GWAS conducted directly on imputed whole genome sequence have led to the identification of numerous genetic variants associated with agronomic traits in cattle. However, such variants are often simply markers in linkage disequilibrium with the actual causal variants, which is a limiting factor for the development of accurate genomic predictions. It is possible to identify causal variants by integrating information on how variants impact gene expression into GWAS output. RNA splicing plays a major role in regulating gene expression. Thus, assessing the effect of variants on RNA splicing may explain their function. Here, we use a high-throughput strategy to functionally analyse putative splice-disrupting variants in the bovine genome. Using GWAS, massively parallel reporter assay and deep learning algorithms designed to predict splice-disrupting variants, we identify 38 splice-disrupting variants associated with complex traits in cattle, three of which could be classified as causal. Our results indicate that splice-disrupting variants are widely found in the quantitative trait loci related to these phenotypes. Using our combined approach, we also assess the validity of splicing predictors originally developed to analyse human variants in the context of the bovine genome.

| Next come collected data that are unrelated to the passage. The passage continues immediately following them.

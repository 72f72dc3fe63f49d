//! Active resource gauge
//!
//! Caps on concurrently live resources (tracked job applications). The gauge
//! goes up on `acquire`, down on `release`, never resets with the cycle, and
//! can be snapped back to ground truth with `reconcile` when a deletion path
//! forgot to release.

use std::sync::Arc;

use quotaguard_shared::{Feature, Limit, MeterKind, TierCatalog, UserId};
use serde::Serialize;
use time::OffsetDateTime;

use crate::clock::Clock;
use crate::enforcer::{applied_limit, ledger_entry, require_meter, Decision, DenialReason};
use crate::error::{QuotaError, QuotaResult};
use crate::ledger::{LedgerBuffer, LedgerOperation};
use crate::record::SubscriptionRecord;
use crate::store::SubscriptionStore;
use crate::transition::expire_if_due;

/// Result of a reconciliation against the live resource count
#[derive(Debug, Clone, Copy, PartialEq, Eq, Serialize)]
pub struct ReconcileOutcome {
    pub user_id: UserId,
    pub feature: Feature,
    pub previous: i64,
    pub current: i64,
}

impl ReconcileOutcome {
    pub fn drifted(&self) -> bool {
        self.previous != self.current
    }
}

pub struct ActiveResourceGauge<S> {
    store: Arc<S>,
    catalog: Arc<TierCatalog>,
    clock: Arc<dyn Clock>,
    enforcement_enabled: bool,
}

impl<S: SubscriptionStore> ActiveResourceGauge<S> {
    pub fn new(
        store: Arc<S>,
        catalog: Arc<TierCatalog>,
        clock: Arc<dyn Clock>,
        enforcement_enabled: bool,
    ) -> Self {
        Self {
            store,
            catalog,
            clock,
            enforcement_enabled,
        }
    }

    /// Claim one slot for a newly created resource
    pub async fn acquire(&self, user_id: UserId, feature: Feature) -> QuotaResult<Decision> {
        require_meter(feature, MeterKind::Gauge)?;
        let clock = &self.clock;
        let catalog = &self.catalog;
        let enforced = self.enforcement_enabled;

        let decision = self
            .store
            .transact(user_id, move |record, ledger| {
                let now = clock.now();
                expire_if_due(record, now);

                let tier = record.tier;
                let limit = catalog.limit_for(tier, feature);
                let current = record.gauge_value(feature);

                let denial = match applied_limit(limit, enforced) {
                    Limit::Unlimited => None,
                    Limit::Blocked => Some(DenialReason::FeatureBlocked),
                    Limit::Gauge(cap) if current < i64::from(cap) => None,
                    Limit::Gauge(cap) => Some(DenialReason::GaugeCapReached { limit: cap }),
                    Limit::Monthly(_) => {
                        return Err(QuotaError::FeatureMismatch {
                            feature,
                            expected: MeterKind::Gauge,
                            actual: MeterKind::Monthly,
                        })
                    }
                };

                if denial.is_none() {
                    record.set_counter(feature, current + 1);
                }
                let used = record.gauge_value(feature);

                ledger.append(ledger_entry(
                    record,
                    feature,
                    LedgerOperation::Acquire,
                    denial.is_none(),
                    1,
                    denial.as_ref().map(DenialReason::as_str),
                    now,
                ));

                Ok(Decision {
                    allowed: denial.is_none(),
                    feature,
                    tier,
                    limit,
                    used,
                    remaining: match (denial, enforced) {
                        (Some(_), _) => Some(0),
                        (None, true) => limit.remaining(used),
                        (None, false) => None,
                    },
                    reset_at: None,
                    denial,
                    enforced,
                })
            })
            .await?;

        if let Some(reason) = decision.denial {
            tracing::debug!(
                user_id = %user_id,
                feature = %feature,
                tier = %decision.tier,
                used = decision.used,
                reason = reason.as_str(),
                "Gauge acquire denied"
            );
        }
        Ok(decision)
    }

    /// Give back the slot of an archived or deleted resource. Releasing an
    /// empty gauge stays at zero.
    pub async fn release(&self, user_id: UserId, feature: Feature) -> QuotaResult<Decision> {
        require_meter(feature, MeterKind::Gauge)?;
        let clock = &self.clock;
        let catalog = &self.catalog;
        let enforced = self.enforcement_enabled;

        self.store
            .transact(user_id, move |record, ledger| {
                let now = clock.now();
                expire_if_due(record, now);

                let tier = record.tier;
                let limit = catalog.limit_for(tier, feature);
                let current = record.gauge_value(feature);

                let reason = if current <= 0 {
                    tracing::warn!(
                        user_id = %record.user_id,
                        feature = %feature,
                        "Gauge release with nothing acquired, clamped at zero"
                    );
                    Some("release_underflow")
                } else {
                    None
                };
                record.set_counter(feature, (current - 1).max(0));
                let used = record.gauge_value(feature);

                ledger.append(ledger_entry(
                    record,
                    feature,
                    LedgerOperation::Release,
                    true,
                    1,
                    reason,
                    now,
                ));

                Ok(Decision {
                    allowed: true,
                    feature,
                    tier,
                    limit,
                    used,
                    remaining: if enforced { limit.remaining(used) } else { None },
                    reset_at: None,
                    denial: None,
                    enforced,
                })
            })
            .await
    }

    /// Overwrite the stored gauge with the externally counted number of live
    /// resources. Not for the hot path.
    ///
    /// The count is only as fresh as the caller's snapshot; prefer
    /// [`reconcile_live`](Self::reconcile_live) when the store can count.
    pub async fn reconcile(
        &self,
        user_id: UserId,
        feature: Feature,
        true_count: u32,
    ) -> QuotaResult<ReconcileOutcome> {
        require_meter(feature, MeterKind::Gauge)?;
        let clock = &self.clock;

        let outcome = self
            .store
            .transact(user_id, move |record, ledger| {
                Ok(snap_to(record, ledger, feature, true_count, clock.now()))
            })
            .await?;
        log_drift(&outcome);
        Ok(outcome)
    }

    /// Snap the gauge to the live resource count the store takes while the
    /// record is locked, so an acquire racing a new resource cannot be undone
    pub async fn reconcile_live(
        &self,
        user_id: UserId,
        feature: Feature,
    ) -> QuotaResult<ReconcileOutcome> {
        require_meter(feature, MeterKind::Gauge)?;
        let clock = &self.clock;

        let outcome = self
            .store
            .transact_live(user_id, feature, move |record, ledger, live| {
                Ok(snap_to(record, ledger, feature, live, clock.now()))
            })
            .await?;
        log_drift(&outcome);
        Ok(outcome)
    }
}

fn snap_to(
    record: &mut SubscriptionRecord,
    ledger: &mut LedgerBuffer,
    feature: Feature,
    true_count: u32,
    now: OffsetDateTime,
) -> ReconcileOutcome {
    let previous = record.gauge_value(feature);
    let current = i64::from(true_count);
    if previous != current {
        record.set_counter(feature, current);
        ledger.append(ledger_entry(
            record,
            feature,
            LedgerOperation::Reconcile,
            true,
            0,
            Some("gauge_drift"),
            now,
        ));
    }
    ReconcileOutcome {
        user_id: record.user_id(),
        feature,
        previous,
        current,
    }
}

fn log_drift(outcome: &ReconcileOutcome) {
    if outcome.drifted() {
        tracing::warn!(
            user_id = %outcome.user_id,
            feature = %outcome.feature,
            stored = outcome.previous,
            live = outcome.current,
            "Gauge drift corrected"
        );
    }
}
//! Tier transitions
//!
//! Upgrades, downgrades, expirations and legacy-identifier migration. No
//! transition touches counters: consumed-so-far usage is measured against the
//! new tier's limit, and gauges only move with resources.

use std::sync::Arc;

use quotaguard_shared::{Tier, UserId, LEGACY_TIER_MIGRATIONS, LEGACY_TIER_MIGRATION_VERSION};
use serde::Serialize;
use time::OffsetDateTime;

use crate::clock::Clock;
use crate::error::{QuotaError, QuotaResult};
use crate::record::SubscriptionRecord;
use crate::store::SubscriptionStore;

#[derive(Debug, Clone, Copy, PartialEq, Eq, Serialize)]
#[serde(rename_all = "snake_case")]
pub enum TransitionKind {
    Upgrade,
    Downgrade,
    Expire,
    /// Administrative change in any direction, including renewing the
    /// expiry on the current tier
    AdminSet,
}

impl std::fmt::Display for TransitionKind {
    fn fmt(&self, f: &mut std::fmt::Formatter<'_>) -> std::fmt::Result {
        match self {
            Self::Upgrade => write!(f, "upgrade"),
            Self::Downgrade => write!(f, "downgrade"),
            Self::Expire => write!(f, "expire"),
            Self::AdminSet => write!(f, "admin_set"),
        }
    }
}

#[derive(Debug, Clone, PartialEq, Eq, Serialize)]
pub struct TierTransition {
    pub user_id: UserId,
    pub from: Tier,
    pub to: Tier,
    pub kind: TransitionKind,
    #[serde(with = "time::serde::rfc3339::option")]
    pub expires_at: Option<OffsetDateTime>,
    #[serde(with = "time::serde::rfc3339")]
    pub at: OffsetDateTime,
}

/// Caller-supplied permission check for administrative tier changes
pub trait TierChangeAuthorizer: Send + Sync {
    fn authorize(&self, user_id: UserId, new_tier: Tier) -> bool;
}

/// Tier the record should be measured against at `now`
pub fn effective_tier(record: &SubscriptionRecord, now: OffsetDateTime) -> Tier {
    match record.tier_expires_at {
        Some(expires_at) if expires_at <= now => Tier::lowest(),
        _ => record.tier,
    }
}

/// Persisted form of the lazy downgrade: if the paid period is over, drop
/// the record to the lowest tier. Runs inside whichever transaction touches
/// the record first after expiry.
pub(crate) fn expire_if_due(
    record: &mut SubscriptionRecord,
    now: OffsetDateTime,
) -> Option<TierTransition> {
    let expires_at = record.tier_expires_at?;
    if expires_at > now {
        return None;
    }

    let transition = TierTransition {
        user_id: record.user_id,
        from: record.tier,
        to: Tier::lowest(),
        kind: TransitionKind::Expire,
        expires_at: None,
        at: now,
    };
    record.tier = Tier::lowest();
    record.tier_expires_at = None;

    tracing::info!(
        user_id = %transition.user_id,
        from = %transition.from,
        expired_at = %expires_at,
        "Tier expired, downgraded to {}",
        transition.to
    );
    Some(transition)
}

fn check_future(expires_at: Option<OffsetDateTime>, now: OffsetDateTime) -> QuotaResult<()> {
    match expires_at {
        Some(at) if at <= now => Err(QuotaError::InvalidInput(format!(
            "tier expiry {} is not in the future",
            at
        ))),
        _ => Ok(()),
    }
}

pub struct TierTransitionManager<S> {
    store: Arc<S>,
    clock: Arc<dyn Clock>,
}

impl<S: SubscriptionStore> TierTransitionManager<S> {
    pub fn new(store: Arc<S>, clock: Arc<dyn Clock>) -> Self {
        Self { store, clock }
    }

    /// Move to a strictly higher tier
    pub async fn upgrade(
        &self,
        user_id: UserId,
        new_tier: Tier,
        expires_at: Option<OffsetDateTime>,
    ) -> QuotaResult<TierTransition> {
        self.change(user_id, new_tier, expires_at, TransitionKind::Upgrade)
            .await
    }

    /// Move to a strictly lower tier
    pub async fn downgrade(
        &self,
        user_id: UserId,
        new_tier: Tier,
        expires_at: Option<OffsetDateTime>,
    ) -> QuotaResult<TierTransition> {
        self.change(user_id, new_tier, expires_at, TransitionKind::Downgrade)
            .await
    }

    /// Apply a pending expiry now. Returns `None` if the tier has not expired.
    pub async fn expire(&self, user_id: UserId) -> QuotaResult<Option<TierTransition>> {
        let clock = &self.clock;
        self.store
            .transact(user_id, move |record, _| Ok(expire_if_due(record, clock.now())))
            .await
    }

    /// Administrative/billing entry point. The authorizer is consulted before
    /// anything is read or written.
    pub async fn set_tier(
        &self,
        user_id: UserId,
        new_tier: Tier,
        expires_at: Option<OffsetDateTime>,
        authorizer: &dyn TierChangeAuthorizer,
    ) -> QuotaResult<TierTransition> {
        if !authorizer.authorize(user_id, new_tier) {
            tracing::warn!(user_id = %user_id, new_tier = %new_tier, "Tier change refused by authorizer");
            return Err(QuotaError::Unauthorized(format!(
                "tier change to {} for user {} was not authorized",
                new_tier, user_id
            )));
        }
        self.change(user_id, new_tier, expires_at, TransitionKind::AdminSet)
            .await
    }

    /// Remap one retired tier identifier. Running it again changes nothing.
    pub async fn migrate(&self, legacy: &str, new_tier: Tier) -> QuotaResult<u64> {
        if legacy.parse::<Tier>().is_ok() {
            return Err(QuotaError::InvalidInput(format!(
                "'{}' is a current tier identifier, not a legacy one",
                legacy
            )));
        }
        let changed = self.store.remap_tier(legacy, new_tier).await?;
        if changed > 0 {
            tracing::info!(legacy = %legacy, tier = %new_tier, changed, "Migrated legacy tier identifier");
        }
        Ok(changed)
    }

    /// Apply every entry of the legacy migration table
    pub async fn migrate_legacy_tiers(&self) -> QuotaResult<u64> {
        let mut total = 0;
        for (legacy, tier) in LEGACY_TIER_MIGRATIONS {
            total += self.migrate(legacy, *tier).await?;
        }
        tracing::info!(
            version = LEGACY_TIER_MIGRATION_VERSION,
            changed = total,
            "Legacy tier migration complete"
        );
        Ok(total)
    }

    async fn change(
        &self,
        user_id: UserId,
        new_tier: Tier,
        expires_at: Option<OffsetDateTime>,
        kind: TransitionKind,
    ) -> QuotaResult<TierTransition> {
        if new_tier == Tier::lowest() && expires_at.is_some() {
            return Err(QuotaError::InvalidInput(format!(
                "{} does not expire",
                Tier::lowest()
            )));
        }
        let clock = &self.clock;
        check_future(expires_at, clock.now())?;

        let transition = self
            .store
            .transact(user_id, move |record, _| {
                // Checked again in case the lock wait crossed the deadline
                let now = clock.now();
                check_future(expires_at, now)?;
                expire_if_due(record, now);
                let from = record.tier;
                let valid = match kind {
                    TransitionKind::Upgrade => new_tier > from,
                    TransitionKind::Downgrade => new_tier < from,
                    TransitionKind::AdminSet => true,
                    TransitionKind::Expire => false,
                };
                if !valid {
                    return Err(QuotaError::InvalidTransition { from, to: new_tier });
                }
                record.tier = new_tier;
                record.tier_expires_at = expires_at;
                Ok(TierTransition {
                    user_id,
                    from,
                    to: new_tier,
                    kind,
                    expires_at,
                    at: now,
                })
            })
            .await?;

        tracing::info!(
            user_id = %user_id,
            from = %transition.from,
            to = %transition.to,
            kind = %transition.kind,
            "Tier changed"
        );
        Ok(transition)
    }
}
//! Usage cycle rollover
//!
//! Cycles are fixed-length rolling windows measured from the user's anchor:
//! cycle `k` covers `[anchor + k*L, anchor + (k+1)*L)`. Rollover is computed
//! on access inside the enforcer's transaction; there is no background job.

use time::{Duration, OffsetDateTime};

use crate::record::SubscriptionRecord;

#[derive(Debug, Clone, Copy, PartialEq, Eq)]
pub struct CycleResetScheduler {
    cycle_length: Duration,
}

impl Default for CycleResetScheduler {
    fn default() -> Self {
        Self::new(Duration::days(30))
    }
}

impl CycleResetScheduler {
    /// Non-positive lengths are bumped to one second so the arithmetic below
    /// never divides by zero
    pub fn new(cycle_length: Duration) -> Self {
        Self {
            cycle_length: cycle_length.max(Duration::SECOND),
        }
    }

    pub fn cycle_length(&self) -> Duration {
        self.cycle_length
    }

    /// True once `now` has reached the end of the cycle that starts at `anchor`.
    /// A clock behind the anchor is never stale.
    pub fn is_stale(&self, cycle_anchor: OffsetDateTime, now: OffsetDateTime) -> bool {
        now >= self.reset_at(cycle_anchor)
    }

    /// Start of the cycle containing `now`, skipping any number of missed cycles
    pub fn next_anchor(&self, cycle_anchor: OffsetDateTime, now: OffsetDateTime) -> OffsetDateTime {
        if now <= cycle_anchor {
            return cycle_anchor;
        }
        let elapsed = (now - cycle_anchor).whole_seconds();
        let length = self.cycle_length.whole_seconds();
        let cycles = elapsed / length;
        cycle_anchor + Duration::seconds(cycles * length)
    }

    /// When the cycle starting at `anchor` ends and counters reset
    pub fn reset_at(&self, cycle_anchor: OffsetDateTime) -> OffsetDateTime {
        cycle_anchor + self.cycle_length
    }

    /// Roll the record forward if its cycle is over. Returns true when a
    /// reset was applied.
    pub(crate) fn roll_over(&self, record: &mut SubscriptionRecord, now: OffsetDateTime) -> bool {
        if !self.is_stale(record.cycle_anchor, now) {
            return false;
        }
        let previous = record.cycle_anchor;
        let anchor = self.next_anchor(previous, now);
        record.reset_monthly(anchor);
        tracing::info!(
            user_id = %record.user_id,
            previous_anchor = %previous,
            cycle_anchor = %anchor,
            "Usage cycle rolled over"
        );
        true
    }
}
//! Postgres-backed store
//!
//! Transactions lock the user's row with `SELECT ... FOR UPDATE`, so
//! concurrent callers for the same user queue on the database. Everything up
//! to the commit runs under `tokio::time::timeout`; when it elapses the
//! transaction is dropped, which rolls it back. The commit itself is awaited
//! to completion so a caller never sees a timeout for work that was kept.

use std::future::Future;
use std::time::Duration;

use quotaguard_shared::{Feature, MeterKind, Tier, UserId};
use sqlx::{PgPool, Postgres, Transaction};
use time::OffsetDateTime;
use uuid::Uuid;

use super::{load_record, SubscriptionRow, SubscriptionStore};
use crate::error::{QuotaError, QuotaResult};
use crate::ledger::{LedgerBuffer, UsageLedgerEntry};
use crate::record::SubscriptionRecord;

const SELECT_RECORD: &str = r#"
    SELECT user_id, tier, tier_expires_at, cycle_anchor, monthly_counters, gauge_counters
    FROM subscription_records
    WHERE user_id = $1
"#;

/// Query counting the live rows behind a gauge, bound to the user id
fn live_count_query(feature: Feature) -> QuotaResult<&'static str> {
    match feature {
        Feature::ActiveJobs => Ok(
            "SELECT COUNT(*) FROM job_applications WHERE user_id = $1 AND archived_at IS NULL",
        ),
        other => Err(QuotaError::FeatureMismatch {
            feature: other,
            expected: MeterKind::Gauge,
            actual: other.meter(),
        }),
    }
}

/// Run `stage` under `limit`, then finish what it staged with `commit`.
///
/// Only `stage` is bounded. Dropping it on timeout rolls back whatever it
/// held open; once `commit` starts it is awaited to completion.
pub(crate) async fn commit_after_bounded<Tx, T, S, C, CF>(
    limit: Duration,
    user_id: UserId,
    stage: S,
    commit: C,
) -> QuotaResult<T>
where
    S: Future<Output = QuotaResult<(Tx, T)>>,
    C: FnOnce(Tx) -> CF,
    CF: Future<Output = QuotaResult<()>>,
{
    let (tx, value) = match tokio::time::timeout(limit, stage).await {
        Ok(staged) => staged?,
        Err(_) => {
            tracing::warn!(
                user_id = %user_id,
                timeout_ms = limit.as_millis() as u64,
                "Subscription transaction timed out, rolled back"
            );
            return Err(QuotaError::StoreUnavailable(format!(
                "transaction timed out after {:?}",
                limit
            )));
        }
    };
    commit(tx).await?;
    Ok(value)
}

#[derive(Clone)]
pub struct PgStore {
    pool: PgPool,
    timeout: Duration,
}

impl PgStore {
    pub fn new(pool: PgPool, timeout: Duration) -> Self {
        Self { pool, timeout }
    }

    async fn run<T, F>(&self, user_id: UserId, live: Option<Feature>, f: F) -> QuotaResult<T>
    where
        T: Send,
        F: FnOnce(&mut SubscriptionRecord, &mut LedgerBuffer, u32) -> QuotaResult<T> + Send,
    {
        commit_after_bounded(
            self.timeout,
            user_id,
            self.stage(user_id, live, f),
            |tx: Transaction<'static, Postgres>| async move {
                tx.commit().await.map_err(QuotaError::from)
            },
        )
        .await
    }

    /// Lock, apply `f` and write, leaving the transaction open for commit
    async fn stage<T, F>(
        &self,
        user_id: UserId,
        live: Option<Feature>,
        f: F,
    ) -> QuotaResult<(Transaction<'static, Postgres>, T)>
    where
        T: Send,
        F: FnOnce(&mut SubscriptionRecord, &mut LedgerBuffer, u32) -> QuotaResult<T> + Send,
    {
        let mut tx = self.pool.begin().await?;

        // Surface lock contention as a database error instead of waiting out
        // the outer timeout
        sqlx::query(&format!(
            "SET LOCAL lock_timeout = {}",
            self.timeout.as_millis()
        ))
        .execute(&mut *tx)
        .await?;

        let row: Option<SubscriptionRow> =
            sqlx::query_as(&format!("{} FOR UPDATE", SELECT_RECORD))
                .bind(user_id.0)
                .fetch_optional(&mut *tx)
                .await?;

        let row = row.ok_or(QuotaError::SubscriptionNotFound(user_id))?;

        // Counted after the row lock, so acquires that commit alongside a new
        // resource are either visible here or still queued behind us
        let count = match live {
            Some(feature) => {
                let (count,): (i64,) = sqlx::query_as(live_count_query(feature)?)
                    .bind(user_id.0)
                    .fetch_one(&mut *tx)
                    .await?;
                u32::try_from(count.max(0)).unwrap_or(u32::MAX)
            }
            None => 0,
        };

        let (mut record, corrected) = load_record(row)?;
        let before = record.clone();
        let mut buffer = LedgerBuffer::new();

        let value = match f(&mut record, &mut buffer, count) {
            Ok(value) => value,
            Err(e) => {
                tx.rollback().await.ok();
                return Err(e);
            }
        };

        if corrected || record != before {
            let stored = SubscriptionRow::from_record(&record);
            sqlx::query(
                r#"
                UPDATE subscription_records
                SET tier = $2,
                    tier_expires_at = $3,
                    cycle_anchor = $4,
                    monthly_counters = $5,
                    gauge_counters = $6,
                    updated_at = NOW()
                WHERE user_id = $1
                "#,
            )
            .bind(stored.user_id)
            .bind(&stored.tier)
            .bind(stored.tier_expires_at)
            .bind(stored.cycle_anchor)
            .bind(&stored.monthly_counters)
            .bind(&stored.gauge_counters)
            .execute(&mut *tx)
            .await?;
        }

        for entry in buffer.into_entries() {
            let units = i32::try_from(entry.units).map_err(|_| {
                QuotaError::InvalidInput(format!("ledger units out of range: {}", entry.units))
            })?;
            sqlx::query(
                r#"
                INSERT INTO usage_ledger (
                    user_id, feature, operation, outcome, tier_at_time,
                    counter_value_after, units, reason, recorded_at
                ) VALUES (
                    $1, $2, $3, $4, $5, $6, $7, $8, $9
                )
                "#,
            )
            .bind(entry.user_id.0)
            .bind(entry.feature.as_str())
            .bind(entry.operation.as_str())
            .bind(entry.outcome.as_str())
            .bind(entry.tier_at_time.as_str())
            .bind(entry.counter_value_after)
            .bind(units)
            .bind(entry.reason.as_deref())
            .bind(entry.recorded_at)
            .execute(&mut *tx)
            .await?;
        }

        Ok((tx, value))
    }
}

impl SubscriptionStore for PgStore {
    async fn insert(&self, record: SubscriptionRecord) -> QuotaResult<()> {
        let stored = SubscriptionRow::from_record(&record);
        let result = sqlx::query(
            r#"
            INSERT INTO subscription_records (
                user_id, tier, tier_expires_at, cycle_anchor, monthly_counters, gauge_counters
            ) VALUES (
                $1, $2, $3, $4, $5, $6
            )
            ON CONFLICT (user_id) DO NOTHING
            "#,
        )
        .bind(stored.user_id)
        .bind(&stored.tier)
        .bind(stored.tier_expires_at)
        .bind(stored.cycle_anchor)
        .bind(&stored.monthly_counters)
        .bind(&stored.gauge_counters)
        .execute(&self.pool)
        .await?;

        if result.rows_affected() == 0 {
            return Err(QuotaError::AlreadyExists(record.user_id));
        }
        Ok(())
    }

    async fn get(&self, user_id: UserId) -> QuotaResult<Option<SubscriptionRecord>> {
        let row: Option<SubscriptionRow> = sqlx::query_as(SELECT_RECORD)
            .bind(user_id.0)
            .fetch_optional(&self.pool)
            .await?;

        match row {
            Some(row) => Ok(Some(load_record(row)?.0)),
            None => Ok(None),
        }
    }

    async fn transact<T, F>(&self, user_id: UserId, f: F) -> QuotaResult<T>
    where
        T: Send,
        F: FnOnce(&mut SubscriptionRecord, &mut LedgerBuffer) -> QuotaResult<T> + Send,
    {
        self.run(user_id, None, |record, ledger, _| f(record, ledger))
            .await
    }

    async fn transact_live<T, F>(&self, user_id: UserId, feature: Feature, f: F) -> QuotaResult<T>
    where
        T: Send,
        F: FnOnce(&mut SubscriptionRecord, &mut LedgerBuffer, u32) -> QuotaResult<T> + Send,
    {
        self.run(user_id, Some(feature), f).await
    }

    async fn ledger_entries(&self, user_id: UserId) -> QuotaResult<Vec<UsageLedgerEntry>> {
        let rows: Vec<LedgerRow> = sqlx::query_as(
            r#"
            SELECT user_id, feature, operation, outcome, tier_at_time,
                   counter_value_after, units, reason, recorded_at
            FROM usage_ledger
            WHERE user_id = $1
            ORDER BY recorded_at ASC, id ASC
            "#,
        )
        .bind(user_id.0)
        .fetch_all(&self.pool)
        .await?;

        rows.into_iter().map(LedgerRow::into_entry).collect()
    }

    async fn remap_tier(&self, legacy: &str, tier: Tier) -> QuotaResult<u64> {
        let result = sqlx::query(
            "UPDATE subscription_records SET tier = $1, updated_at = NOW() WHERE LOWER(tier) = LOWER($2)",
        )
        .bind(tier.as_str())
        .bind(legacy)
        .execute(&self.pool)
        .await?;
        Ok(result.rows_affected())
    }

    async fn list_users(&self) -> QuotaResult<Vec<UserId>> {
        let rows: Vec<(Uuid,)> =
            sqlx::query_as("SELECT user_id FROM subscription_records ORDER BY user_id")
                .fetch_all(&self.pool)
                .await?;
        Ok(rows.into_iter().map(|(id,)| UserId(id)).collect())
    }
}

#[derive(Debug, sqlx::FromRow)]
struct LedgerRow {
    user_id: Uuid,
    feature: String,
    operation: String,
    outcome: String,
    tier_at_time: String,
    counter_value_after: i64,
    units: i32,
    reason: Option<String>,
    recorded_at: OffsetDateTime,
}

impl LedgerRow {
    fn into_entry(self) -> QuotaResult<UsageLedgerEntry> {
        Ok(UsageLedgerEntry {
            user_id: UserId(self.user_id),
            feature: self.feature.parse()?,
            operation: self.operation.parse()?,
            outcome: self.outcome.parse()?,
            // Entries are immutable, so rows written before a tier rename
            // keep the old identifier
            tier_at_time: self
                .tier_at_time
                .parse::<Tier>()
                .or_else(|_| Tier::from_legacy(&self.tier_at_time).ok_or(()))
                .map_err(|_| QuotaError::TierNotFound(self.tier_at_time.clone()))?,
            counter_value_after: self.counter_value_after,
            units: u32::try_from(self.units)
                .map_err(|_| QuotaError::Database(format!("negative ledger units: {}", self.units)))?,
            reason: self.reason,
            recorded_at: self.recorded_at,
        })
    }
}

直接对推算的全基因组序列进行的全基因组关联研究(GWAS)已导致鉴定出许多与牛农艺性状相关的遗传变异。然而,这些变异通常只是与实际因果变异处于连锁不平衡状态的标记,这是准确基因组预测发展的一个限制因素。通过将变异如何影响基因表达的信息整合到GWAS输出中,可以鉴定出因果变异。RNA剪接在调节基因表达中起主要作用。因此,评估变异对RNA剪接的影响可能解释它们的功能。在这里,我们使用一种高通量策略对牛基因组中假定的剪接破坏变异进行功能分析。利用GWAS、大规模平行报告基因检测和旨在预测剪接破坏变异的深度学习算法,我们鉴定出38个与牛复杂性状相关的剪接破坏变异,其中三个可被归类为因果变异。我们的结果表明,剪接破坏变异在与这些表型相关的数量性状位点中广泛存在。使用我们的联合方法,我们还评估了最初为分析人类变异而开发的剪接预测器在牛基因组背景下的有效性。